(DATA PROVIDED Opens)

use crate::{aligned, Context, Device, DeviceClass};
use log::warn;
use std::{
    ops::{BitOr, BitOrAssign},
    ptr::NonNull,
    sync::Arc,
};

/// 共享虚拟内存的分配选项，原样传递给设备。
#[derive(Clone, Copy, PartialEq, Eq, Hash, Default, Debug)]
#[repr(transparent)]
pub struct SvmFlags(u64);

impl SvmFlags {
    pub const READ_WRITE: Self = Self(1 << 0);
    pub const WRITE_ONLY: Self = Self(1 << 1);
    pub const READ_ONLY: Self = Self(1 << 2);
    pub const FINE_GRAIN_BUFFER: Self = Self(1 << 10);
    pub const ATOMICS: Self = Self(1 << 11);

    #[inline]
    pub const fn from_bits(bits: u64) -> Self {
        Self(bits)
    }

    #[inline]
    pub const fn bits(self) -> u64 {
        self.0
    }

    #[inline]
    pub const fn contains(self, other: Self) -> bool {
        self.0 & other.0 == other.0
    }
}

impl BitOr for SvmFlags {
    type Output = Self;
    #[inline]
    fn bitor(self, rhs: Self) -> Self {
        Self(self.0 | rhs.0)
    }
}

impl BitOrAssign for SvmFlags {
    #[inline]
    fn bitor_assign(&mut self, rhs: Self) {
        self.0 |= rhs.0
    }
}

impl Context {
    /// 分配在所有成员 GPU 上地址一致的共享虚拟内存。
    ///
    /// 首个支持共享虚拟内存的设备是 CPU 时直接分配对齐的主机内存；
    /// 既不是 CPU 也不是 GPU 时无法分配。
    /// 否则依次在每个 GPU 上分配，首个 GPU 返回的地址作为基准，
    /// 任一设备分配失败或地址不一致时释放已分配的部分并返回 [`None`]。
    ///
    /// 各设备的分配是依次进行的，失败时已成功的分配在释放之前对其他线程可见。
    pub fn svm_alloc(&self, size: usize, alignment: usize, flags: SvmFlags) -> Option<NonNull<u8>> {
        let primary = self.members.svm().next()?;
        match primary.class() {
            DeviceClass::Cpu => return aligned::allocate(size, alignment),
            DeviceClass::Gpu => {}
            DeviceClass::Other => {
                warn!("svm allocation is not supported on the primary device");
                return None;
            }
        }

        let mut allocated = Vec::<(&Arc<dyn Device>, NonNull<u8>)>::new();
        for dev in self.svm_gpus() {
            let Some(ptr) = dev.svm_alloc(self, size, alignment, flags) else {
                warn!("svm allocation of {size} bytes failed on device {}", allocated.len());
                release(allocated);
                return None;
            };
            allocated.push((dev, ptr));
            let reference = allocated[0].1;
            if ptr != reference {
                warn!("svm address mismatch: {ptr:p} != {reference:p}");
                release(allocated);
                return None;
            }
        }
        allocated.first().map(|&(_, ptr)| ptr)
    }

    /// 释放 [`Context::svm_alloc`] 分配的共享虚拟内存。
    ///
    /// # Safety
    ///
    /// `ptr` 必须来自同一上下文的 [`Context::svm_alloc`]，且未被释放过。
    pub unsafe fn svm_free(&self, ptr: NonNull<u8>) {
        let Some(primary) = self.members.svm().next() else {
            warn!("svm free on a context without svm devices");
            return;
        };
        match primary.class() {
            DeviceClass::Cpu => {
                aligned::deallocate(ptr);
                return;
            }
            DeviceClass::Gpu => {}
            DeviceClass::Other => {
                warn!("svm free on a context whose primary device cannot allocate svm");
                return;
            }
        }
        for dev in self.svm_gpus() {
            dev.svm_free(ptr)
        }
    }

    fn svm_gpus(&self) -> impl Iterator<Item = &Arc<dyn Device>> + '_ {
        self.members
            .svm()
            .filter(|dev| dev.class() == DeviceClass::Gpu)
    }
}

fn release(allocated: Vec<(&Arc<dyn Device>, NonNull<u8>)>) {
    for (dev, ptr) in allocated {
        unsafe { dev.svm_free(ptr) }
    }
}
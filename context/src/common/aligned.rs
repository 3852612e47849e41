//! 不需要调用方记住尺寸的对齐分配器。
//!
//! 分配时在返回的指针之前放置一个 [`Layout`] 头，释放时读回。

use std::{
    alloc::{alloc, dealloc, Layout},
    mem::{align_of, size_of},
    ptr::NonNull,
};

const HEADER: usize = size_of::<Layout>();

/// 分配 `size` 字节、至少按 `alignment` 对齐的内存。
///
/// 对齐不足 `usize` 时按 `usize` 对齐；对齐不是 2 的幂或尺寸溢出时返回 [`None`]。
pub fn allocate(size: usize, alignment: usize) -> Option<NonNull<u8>> {
    let align = alignment.max(align_of::<usize>()).max(align_of::<Layout>());
    if !align.is_power_of_two() {
        return None;
    }
    let offset = HEADER.next_multiple_of(align);
    let layout = Layout::from_size_align(offset.checked_add(size)?, align).ok()?;

    let base = unsafe { alloc(layout) };
    if base.is_null() {
        return None;
    }
    unsafe {
        let ptr = base.add(offset);
        ptr.sub(HEADER).cast::<Layout>().write_unaligned(layout);
        Some(NonNull::new_unchecked(ptr))
    }
}

/// 释放 [`allocate`] 分配的内存。
///
/// # Safety
///
/// `ptr` 必须来自 [`allocate`]，且未被释放过。
pub unsafe fn deallocate(ptr: NonNull<u8>) {
    let ptr = ptr.as_ptr();
    let layout = ptr.sub(HEADER).cast::<Layout>().read_unaligned();
    let offset = HEADER.next_multiple_of(layout.align());
    dealloc(ptr.sub(offset), layout)
}
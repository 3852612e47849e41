use crate::{
    aligned,
    info::Info,
    interop::{self, GlEnv},
    members::Members,
    out_of_host_memory,
    queues::{DeviceQueue, DeviceQueues, Registry},
    Config, ContextError, Device,
};
use log::debug;
use std::{
    mem::size_of,
    ptr::NonNull,
    sync::{Arc, Mutex},
};

/// 计算上下文。
///
/// 把一组设备绑定为一个执行上下文，仲裁主机内存和共享虚拟内存的分配，
/// 记录每个设备上的设备端队列，并管理与外部图形上下文的绑定。
pub struct Context {
    info: Info,
    pub(crate) members: Members,
    properties: Option<Box<[isize]>>,
    gl_env: Option<GlEnv>,
    queues: Mutex<Registry>,
}

impl Context {
    /// 以环境变量中的配置创建上下文。
    #[inline]
    pub fn new(
        devices: &[Arc<dyn Device>],
        properties: Option<&[isize]>,
    ) -> Result<Self, ContextError> {
        Self::with_config(devices, properties, &Config::from_env())
    }

    /// 创建上下文。
    ///
    /// 属性表解析失败时不会持有任何设备。
    /// 外部设备绑定失败时，已构造的部分在返回前析构，所有设备都被释放并解绑。
    pub fn with_config(
        devices: &[Arc<dyn Device>],
        properties: Option<&[isize]>,
        config: &Config,
    ) -> Result<Self, ContextError> {
        let info = Info::parse(properties)?;
        let properties = match properties {
            Some(raw) => Some(copy_properties(raw, info.properties_size)?),
            None => None,
        };

        let mut ctx = Self {
            info,
            members: Members::new(devices),
            properties,
            gl_env: None,
            queues: Default::default(),
        };
        ctx.gl_env = interop::bind(ctx.members.devices(), &ctx.info, config)?;

        debug!(
            "context created on {} devices, flags {:#x}",
            devices.len(),
            ctx.info.flags.bits()
        );
        Ok(ctx)
    }

    #[inline]
    pub fn info(&self) -> &Info {
        &self.info
    }

    #[inline]
    pub fn devices(&self) -> &[Arc<dyn Device>] {
        self.members.devices()
    }

    /// 支持共享虚拟内存的设备，首个设备决定分配路径。
    #[inline]
    pub fn svm_devices(&self) -> impl Iterator<Item = &Arc<dyn Device>> + '_ {
        self.members.svm()
    }

    #[inline]
    pub fn custom_host_alloc_device(&self) -> Option<&Arc<dyn Device>> {
        self.members.custom_host_alloc()
    }

    /// 创建时传入的属性表的副本，包括结尾键。
    #[inline]
    pub fn properties(&self) -> Option<&[isize]> {
        self.properties.as_deref()
    }

    #[inline]
    pub fn gl_env(&self) -> Option<&GlEnv> {
        self.gl_env.as_ref()
    }

    /// `dev` 是成员设备或成员设备的子设备。
    #[inline]
    pub fn contains_device(&self, dev: &dyn Device) -> bool {
        self.members.contains(dev)
    }

    /// 分配主机可见内存，有接管主机分配的设备时由它分配。
    pub fn host_alloc(&self, size: usize, alignment: usize, atomics: bool) -> Option<NonNull<u8>> {
        match self.members.custom_host_alloc() {
            Some(dev) => dev.host_alloc(size, alignment, atomics),
            None => aligned::allocate(size, alignment),
        }
    }

    /// 释放 [`Context::host_alloc`] 分配的内存。
    ///
    /// # Safety
    ///
    /// `ptr` 必须来自同一上下文的 [`Context::host_alloc`]，且未被释放过。
    pub unsafe fn host_free(&self, ptr: NonNull<u8>) {
        match self.members.custom_host_alloc() {
            Some(dev) => dev.host_free(ptr),
            None => aligned::deallocate(ptr),
        }
    }

    /// 锁定设备端队列表。
    #[inline]
    pub fn device_queues(&self) -> DeviceQueues {
        DeviceQueues(self.queues.lock().unwrap())
    }

    #[inline]
    pub fn is_dev_queue_possible(&self, dev: &dyn Device) -> bool {
        self.device_queues().is_possible(dev)
    }

    #[inline]
    pub fn add_device_queue(
        &self,
        dev: &dyn Device,
        queue: &Arc<dyn DeviceQueue>,
        make_default: bool,
    ) {
        self.device_queues().add(dev, queue, make_default)
    }

    #[inline]
    pub fn try_add_device_queue(
        &self,
        dev: &dyn Device,
        queue: &Arc<dyn DeviceQueue>,
        make_default: bool,
    ) -> bool {
        self.device_queues().try_add(dev, queue, make_default)
    }

    #[inline]
    pub fn remove_device_queue(&self, dev: &dyn Device, queue: &Arc<dyn DeviceQueue>) {
        self.device_queues().remove(dev, queue)
    }

    #[inline]
    pub fn def_device_queue(&self, dev: &dyn Device) -> Option<Arc<dyn DeviceQueue>> {
        self.device_queues().default_queue(dev)
    }
}

impl Drop for Context {
    fn drop(&mut self) {
        interop::unbind(self.members.devices(), &self.info);
        self.gl_env = None;
        debug!("context released {} devices", self.members.devices().len());
    }
}

fn copy_properties(raw: &[isize], size: usize) -> Result<Box<[isize]>, ContextError> {
    let len = size / size_of::<isize>();
    let mut buf = Vec::new();
    buf.try_reserve_exact(len)
        .map_err(|e| out_of_host_memory(format!("properties copy: {e}")))?;
    buf.extend_from_slice(&raw[..len]);
    Ok(buf.into_boxed_slice())
}
#![deny(warnings)]

use context::{
    aligned, Context, Device, DeviceClass, ExternalBinding, ExternalKind, SvmFlags,
};
use log::debug;
use std::{ptr::NonNull, sync::Arc, thread::available_parallelism};

/// 主机处理器。
///
/// 主机内存对所有线程可见，因此总是支持共享虚拟内存。
/// 可以按计算单元划分为子设备。
pub struct Cpu {
    parent: Option<Arc<dyn Device>>,
    units: usize,
    max_queues: usize,
}

impl Cpu {
    pub const DEFAULT_MAX_QUEUES: usize = 4;

    /// 使用全部可用的计算单元。
    pub fn new() -> Arc<Self> {
        let units = available_parallelism().map_or(1, |n| n.get());
        Self::with_units(units, Self::DEFAULT_MAX_QUEUES)
    }

    pub fn with_units(units: usize, max_queues: usize) -> Arc<Self> {
        Arc::new(Self {
            parent: None,
            units,
            max_queues,
        })
    }

    #[inline]
    pub fn units(&self) -> usize {
        self.units
    }

    /// 把计算单元平均划分为 `n` 个子设备，余下的单元不分配。
    pub fn partition(self: &Arc<Self>, n: usize) -> Option<Vec<Arc<Self>>> {
        if n == 0 || n > self.units {
            return None;
        }
        let units = self.units / n;
        debug!("partition {} units into {n} x {units}", self.units);

        let parent: Arc<dyn Device> = self.clone();
        Some(
            (0..n)
                .map(|_| {
                    Arc::new(Self {
                        parent: Some(parent.clone()),
                        units,
                        max_queues: self.max_queues,
                    })
                })
                .collect(),
        )
    }
}

impl Device for Cpu {
    #[inline]
    fn class(&self) -> DeviceClass {
        DeviceClass::Cpu
    }

    #[inline]
    fn supports_unified_memory(&self) -> bool {
        true
    }

    #[inline]
    fn parent(&self) -> Option<&Arc<dyn Device>> {
        self.parent.as_ref()
    }

    /// 主机只能通过映射共享 GL 对象，不支持 Direct3D。
    fn bind_external_device(&self, binding: &ExternalBinding, _validate_only: bool) -> bool {
        matches!(binding.kind, Some(ExternalKind::GlContext) | None)
    }

    #[inline]
    fn svm_alloc(
        &self,
        _context: &Context,
        size: usize,
        alignment: usize,
        _flags: SvmFlags,
    ) -> Option<NonNull<u8>> {
        aligned::allocate(size, alignment)
    }

    #[inline]
    unsafe fn svm_free(&self, ptr: NonNull<u8>) {
        aligned::deallocate(ptr)
    }

    #[inline]
    fn max_on_device_queues(&self) -> usize {
        self.max_queues
    }
}
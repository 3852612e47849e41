use crate::{
    info::{CommandIntercept, Handle},
    interop::ExternalKind,
    invalid_property, ContextError,
};

/// 属性表中可识别的键。
pub mod keys {
    pub const PLATFORM: isize = 0x1084;
    pub const INTEROP_USER_SYNC: isize = 0x1085;

    pub const GL_CONTEXT: isize = 0x2008;
    pub const GLX_DISPLAY: isize = 0x200A;
    pub const WGL_HDC: isize = 0x200B;
    pub const CGL_SHAREGROUP: isize = 0x200C;

    pub const D3D10_DEVICE: isize = 0x4014;
    pub const D3D11_DEVICE: isize = 0x401D;
    pub const ADAPTER_D3D9: isize = 0x2025;
    pub const ADAPTER_D3D9EX: isize = 0x2026;
    pub const ADAPTER_DXVA: isize = 0x2027;

    pub const COMMAND_INTERCEPT_CALLBACK: isize = 0x403D;
    pub const OFFLINE_DEVICES: isize = 0x403F;
}

/// 运行时的平台标识。
pub fn platform_id() -> isize {
    static PLATFORM: u8 = 0;
    &PLATFORM as *const u8 as isize
}

/// 携带 OpenGL 设备句柄的窗口系统。
#[derive(Clone, Copy, PartialEq, Eq, Hash, Debug)]
pub enum DisplayKind {
    Glx,
    Wgl,
}

impl DisplayKind {
    #[inline]
    pub(crate) const fn is_available(self) -> bool {
        match self {
            Self::Glx => cfg!(target_os = "linux"),
            Self::Wgl => cfg!(windows),
        }
    }
}

/// 解码后的一条属性。
///
/// 句柄和回调为空时解码仍然成功，由 [`Info`](crate::Info) 决定空值是否合法。
#[derive(Clone, Copy, PartialEq, Eq, Debug)]
pub enum Property {
    Platform(isize),
    InteropUserSync(isize),
    OfflineDevices(isize),
    CommandIntercept(Option<CommandIntercept>),
    GlContext(Option<Handle>),
    GlDisplay(DisplayKind, Option<Handle>),
    CglShareGroup(Option<Handle>),
    External(ExternalKind, Option<Handle>),
}

impl Property {
    pub fn decode(key: isize, value: isize) -> Result<Self, ContextError> {
        use keys::*;
        let handle = Handle::new(value);
        Ok(match key {
            PLATFORM => Self::Platform(value),
            INTEROP_USER_SYNC => Self::InteropUserSync(value),
            OFFLINE_DEVICES => Self::OfflineDevices(value),
            COMMAND_INTERCEPT_CALLBACK => Self::CommandIntercept(CommandIntercept::new(value)),
            GL_CONTEXT => Self::GlContext(handle),
            GLX_DISPLAY => Self::GlDisplay(DisplayKind::Glx, handle),
            WGL_HDC => Self::GlDisplay(DisplayKind::Wgl, handle),
            CGL_SHAREGROUP => Self::CglShareGroup(handle),
            D3D10_DEVICE => Self::External(ExternalKind::D3D10, handle),
            D3D11_DEVICE => Self::External(ExternalKind::D3D11, handle),
            ADAPTER_D3D9 => Self::External(ExternalKind::D3D9, handle),
            ADAPTER_D3D9EX => Self::External(ExternalKind::D3D9Ex, handle),
            ADAPTER_DXVA => Self::External(ExternalKind::Dxva, handle),
            _ => return Err(invalid_property(format!("unknown property key {key:#x}"))),
        })
    }
}

/// 按顺序解码以 0 键结尾的属性表。
///
/// 遇到 0 键停止；遇到无法识别的键或表在结尾键之前耗尽时产生一个错误并停止。
pub struct PropertyIter<'a> {
    raw: &'a [isize],
    done: bool,
}

impl<'a> PropertyIter<'a> {
    #[inline]
    pub fn new(raw: &'a [isize]) -> Self {
        Self { raw, done: false }
    }
}

impl Iterator for PropertyIter<'_> {
    type Item = Result<Property, ContextError>;

    fn next(&mut self) -> Option<Self::Item> {
        if self.done {
            return None;
        }
        let raw = self.raw;
        match raw {
            [0, ..] => {
                self.done = true;
                None
            }
            &[key, value, ref tail @ ..] => {
                self.raw = tail;
                let ans = Property::decode(key, value);
                self.done = ans.is_err();
                Some(ans)
            }
            _ => {
                self.done = true;
                Some(Err(invalid_property("property list is not terminated")))
            }
        }
    }
}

(DATA PROVIDED Closes)

• **WORK INSTRUCTIONS**
Find the string "BitOrAssign" in the material above. Then copy each line that has it.

• **OUTPUT**
    ops::{BitOr, BitOrAssign},
impl BitOrAssign for SvmFlags {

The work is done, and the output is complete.